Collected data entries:
= Beginning of Section =
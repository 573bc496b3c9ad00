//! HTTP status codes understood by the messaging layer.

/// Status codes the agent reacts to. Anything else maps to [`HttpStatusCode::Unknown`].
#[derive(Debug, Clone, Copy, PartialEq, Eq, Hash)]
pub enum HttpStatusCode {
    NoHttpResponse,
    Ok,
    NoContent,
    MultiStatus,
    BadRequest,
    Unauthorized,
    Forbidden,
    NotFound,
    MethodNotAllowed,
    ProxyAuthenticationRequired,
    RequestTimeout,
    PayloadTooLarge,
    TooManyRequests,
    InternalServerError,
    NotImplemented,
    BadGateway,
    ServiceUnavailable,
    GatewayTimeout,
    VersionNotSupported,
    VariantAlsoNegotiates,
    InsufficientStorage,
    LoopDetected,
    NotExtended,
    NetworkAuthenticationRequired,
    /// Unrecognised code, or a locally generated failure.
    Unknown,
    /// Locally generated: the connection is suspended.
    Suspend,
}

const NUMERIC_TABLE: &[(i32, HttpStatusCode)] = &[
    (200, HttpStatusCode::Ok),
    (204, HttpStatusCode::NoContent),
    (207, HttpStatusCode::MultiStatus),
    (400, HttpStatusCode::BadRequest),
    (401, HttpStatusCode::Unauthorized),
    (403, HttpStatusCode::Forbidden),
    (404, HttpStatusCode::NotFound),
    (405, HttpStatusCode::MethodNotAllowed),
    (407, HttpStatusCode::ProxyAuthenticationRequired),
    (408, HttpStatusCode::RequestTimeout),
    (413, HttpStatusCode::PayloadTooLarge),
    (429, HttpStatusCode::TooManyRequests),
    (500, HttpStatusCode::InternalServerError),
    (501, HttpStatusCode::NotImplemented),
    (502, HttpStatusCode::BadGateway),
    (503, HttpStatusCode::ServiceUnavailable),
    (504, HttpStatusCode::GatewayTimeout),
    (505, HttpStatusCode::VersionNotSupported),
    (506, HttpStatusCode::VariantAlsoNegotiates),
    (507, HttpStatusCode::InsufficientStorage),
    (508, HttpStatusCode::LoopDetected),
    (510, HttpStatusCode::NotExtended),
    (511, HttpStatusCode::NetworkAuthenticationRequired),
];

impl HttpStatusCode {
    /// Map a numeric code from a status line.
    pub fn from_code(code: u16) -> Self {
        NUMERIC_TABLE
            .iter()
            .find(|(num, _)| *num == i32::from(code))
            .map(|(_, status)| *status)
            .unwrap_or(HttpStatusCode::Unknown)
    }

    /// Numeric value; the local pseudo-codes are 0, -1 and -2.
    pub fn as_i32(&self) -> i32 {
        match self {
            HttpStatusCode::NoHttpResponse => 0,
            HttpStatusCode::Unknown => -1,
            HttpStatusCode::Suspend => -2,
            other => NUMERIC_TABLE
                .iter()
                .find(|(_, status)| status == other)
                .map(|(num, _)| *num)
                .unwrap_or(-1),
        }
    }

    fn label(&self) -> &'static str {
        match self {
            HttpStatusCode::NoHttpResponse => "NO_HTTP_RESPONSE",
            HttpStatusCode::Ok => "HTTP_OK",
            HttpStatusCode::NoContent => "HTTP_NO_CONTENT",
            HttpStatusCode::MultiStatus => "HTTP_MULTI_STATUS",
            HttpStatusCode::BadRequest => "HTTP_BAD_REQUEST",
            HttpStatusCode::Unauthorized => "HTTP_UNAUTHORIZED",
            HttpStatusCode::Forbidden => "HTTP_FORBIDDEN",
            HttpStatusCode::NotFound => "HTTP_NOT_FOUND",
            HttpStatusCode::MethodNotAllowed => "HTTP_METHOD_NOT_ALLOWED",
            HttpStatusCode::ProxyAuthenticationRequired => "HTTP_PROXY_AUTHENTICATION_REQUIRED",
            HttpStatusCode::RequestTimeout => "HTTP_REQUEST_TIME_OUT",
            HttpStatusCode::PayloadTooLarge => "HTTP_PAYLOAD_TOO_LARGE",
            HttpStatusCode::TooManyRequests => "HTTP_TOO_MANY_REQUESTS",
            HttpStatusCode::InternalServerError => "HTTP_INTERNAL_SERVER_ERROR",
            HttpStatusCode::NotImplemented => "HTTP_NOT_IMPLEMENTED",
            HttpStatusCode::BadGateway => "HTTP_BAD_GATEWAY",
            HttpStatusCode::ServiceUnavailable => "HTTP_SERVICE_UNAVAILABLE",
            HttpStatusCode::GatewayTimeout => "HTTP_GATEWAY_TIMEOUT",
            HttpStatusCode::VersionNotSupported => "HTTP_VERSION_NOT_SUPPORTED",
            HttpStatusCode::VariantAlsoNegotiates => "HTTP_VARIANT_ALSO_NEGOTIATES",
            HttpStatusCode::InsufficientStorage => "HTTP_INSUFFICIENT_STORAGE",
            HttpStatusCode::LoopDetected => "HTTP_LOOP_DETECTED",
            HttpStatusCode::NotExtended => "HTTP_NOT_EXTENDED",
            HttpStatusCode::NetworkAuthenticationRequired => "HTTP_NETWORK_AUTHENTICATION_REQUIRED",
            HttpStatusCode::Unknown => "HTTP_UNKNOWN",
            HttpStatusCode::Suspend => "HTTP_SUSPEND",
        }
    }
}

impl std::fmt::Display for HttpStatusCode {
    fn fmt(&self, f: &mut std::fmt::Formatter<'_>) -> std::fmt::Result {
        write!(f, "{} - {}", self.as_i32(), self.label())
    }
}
= End of Section =
= Beginning of Section =
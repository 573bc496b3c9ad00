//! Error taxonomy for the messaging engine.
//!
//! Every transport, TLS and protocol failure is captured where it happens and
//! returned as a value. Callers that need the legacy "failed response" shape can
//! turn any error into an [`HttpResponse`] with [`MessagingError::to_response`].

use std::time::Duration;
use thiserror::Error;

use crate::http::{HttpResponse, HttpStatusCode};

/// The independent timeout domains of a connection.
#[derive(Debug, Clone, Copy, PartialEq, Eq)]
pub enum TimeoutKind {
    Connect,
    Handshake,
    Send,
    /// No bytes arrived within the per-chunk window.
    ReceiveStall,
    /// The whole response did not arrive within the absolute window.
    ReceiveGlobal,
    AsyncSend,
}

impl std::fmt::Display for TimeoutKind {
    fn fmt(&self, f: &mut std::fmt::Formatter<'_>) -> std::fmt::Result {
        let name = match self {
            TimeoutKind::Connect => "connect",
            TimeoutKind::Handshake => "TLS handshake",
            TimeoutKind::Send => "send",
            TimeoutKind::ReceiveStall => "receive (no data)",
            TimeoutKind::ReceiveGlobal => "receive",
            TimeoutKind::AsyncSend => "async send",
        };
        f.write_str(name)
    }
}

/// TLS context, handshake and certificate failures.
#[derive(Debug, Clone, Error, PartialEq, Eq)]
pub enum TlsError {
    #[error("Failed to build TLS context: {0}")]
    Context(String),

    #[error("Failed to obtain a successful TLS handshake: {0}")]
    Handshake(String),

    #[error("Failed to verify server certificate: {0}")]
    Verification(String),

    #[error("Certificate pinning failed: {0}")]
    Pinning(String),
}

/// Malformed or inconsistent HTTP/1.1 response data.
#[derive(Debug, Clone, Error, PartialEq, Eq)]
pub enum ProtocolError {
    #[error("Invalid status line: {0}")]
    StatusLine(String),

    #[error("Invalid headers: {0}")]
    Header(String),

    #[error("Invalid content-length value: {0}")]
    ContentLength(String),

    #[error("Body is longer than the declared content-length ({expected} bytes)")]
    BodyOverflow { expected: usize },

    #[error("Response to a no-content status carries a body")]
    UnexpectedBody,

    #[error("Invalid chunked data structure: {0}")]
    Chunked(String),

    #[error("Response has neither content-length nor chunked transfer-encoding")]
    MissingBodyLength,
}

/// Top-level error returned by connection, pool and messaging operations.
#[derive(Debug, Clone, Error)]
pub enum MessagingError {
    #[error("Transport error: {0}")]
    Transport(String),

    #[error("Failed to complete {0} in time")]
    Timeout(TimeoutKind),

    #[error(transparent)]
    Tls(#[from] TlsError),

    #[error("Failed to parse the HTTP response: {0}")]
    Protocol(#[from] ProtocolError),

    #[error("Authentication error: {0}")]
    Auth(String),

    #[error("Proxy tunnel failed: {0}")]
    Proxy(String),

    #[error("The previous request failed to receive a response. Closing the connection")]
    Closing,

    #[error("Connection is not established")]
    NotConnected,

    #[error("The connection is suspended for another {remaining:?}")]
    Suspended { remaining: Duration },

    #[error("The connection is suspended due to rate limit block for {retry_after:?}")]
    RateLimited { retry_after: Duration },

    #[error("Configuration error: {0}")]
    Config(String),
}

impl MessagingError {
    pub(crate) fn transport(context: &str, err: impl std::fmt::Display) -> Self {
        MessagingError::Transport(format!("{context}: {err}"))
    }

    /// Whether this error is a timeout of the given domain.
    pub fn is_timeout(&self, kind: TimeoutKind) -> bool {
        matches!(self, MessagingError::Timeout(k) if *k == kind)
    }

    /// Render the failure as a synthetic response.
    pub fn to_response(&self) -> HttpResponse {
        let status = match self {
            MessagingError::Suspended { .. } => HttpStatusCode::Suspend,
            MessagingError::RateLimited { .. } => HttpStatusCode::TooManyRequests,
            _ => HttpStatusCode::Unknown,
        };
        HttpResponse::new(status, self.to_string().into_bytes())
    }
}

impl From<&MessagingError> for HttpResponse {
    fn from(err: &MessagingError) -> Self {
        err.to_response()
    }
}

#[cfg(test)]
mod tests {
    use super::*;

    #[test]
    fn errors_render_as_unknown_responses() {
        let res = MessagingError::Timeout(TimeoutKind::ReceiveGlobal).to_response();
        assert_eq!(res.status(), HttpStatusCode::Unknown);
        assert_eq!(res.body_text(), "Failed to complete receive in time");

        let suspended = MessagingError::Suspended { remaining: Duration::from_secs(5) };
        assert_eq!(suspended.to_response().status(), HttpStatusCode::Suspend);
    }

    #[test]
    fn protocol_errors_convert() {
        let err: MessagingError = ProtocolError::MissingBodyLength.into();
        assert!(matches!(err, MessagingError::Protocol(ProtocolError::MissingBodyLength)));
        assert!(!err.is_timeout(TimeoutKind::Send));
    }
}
= End of Section =
THE PROBLEM> If a line above includes the string "Invalid", pick it out.

WORKED SOLUTION>
    #[error("Invalid status line: {0}")]
    #[error("Invalid headers: {0}")]
    #[error("Invalid content-length value: {0}")]
    #[error("Invalid chunked data structure: {0}")]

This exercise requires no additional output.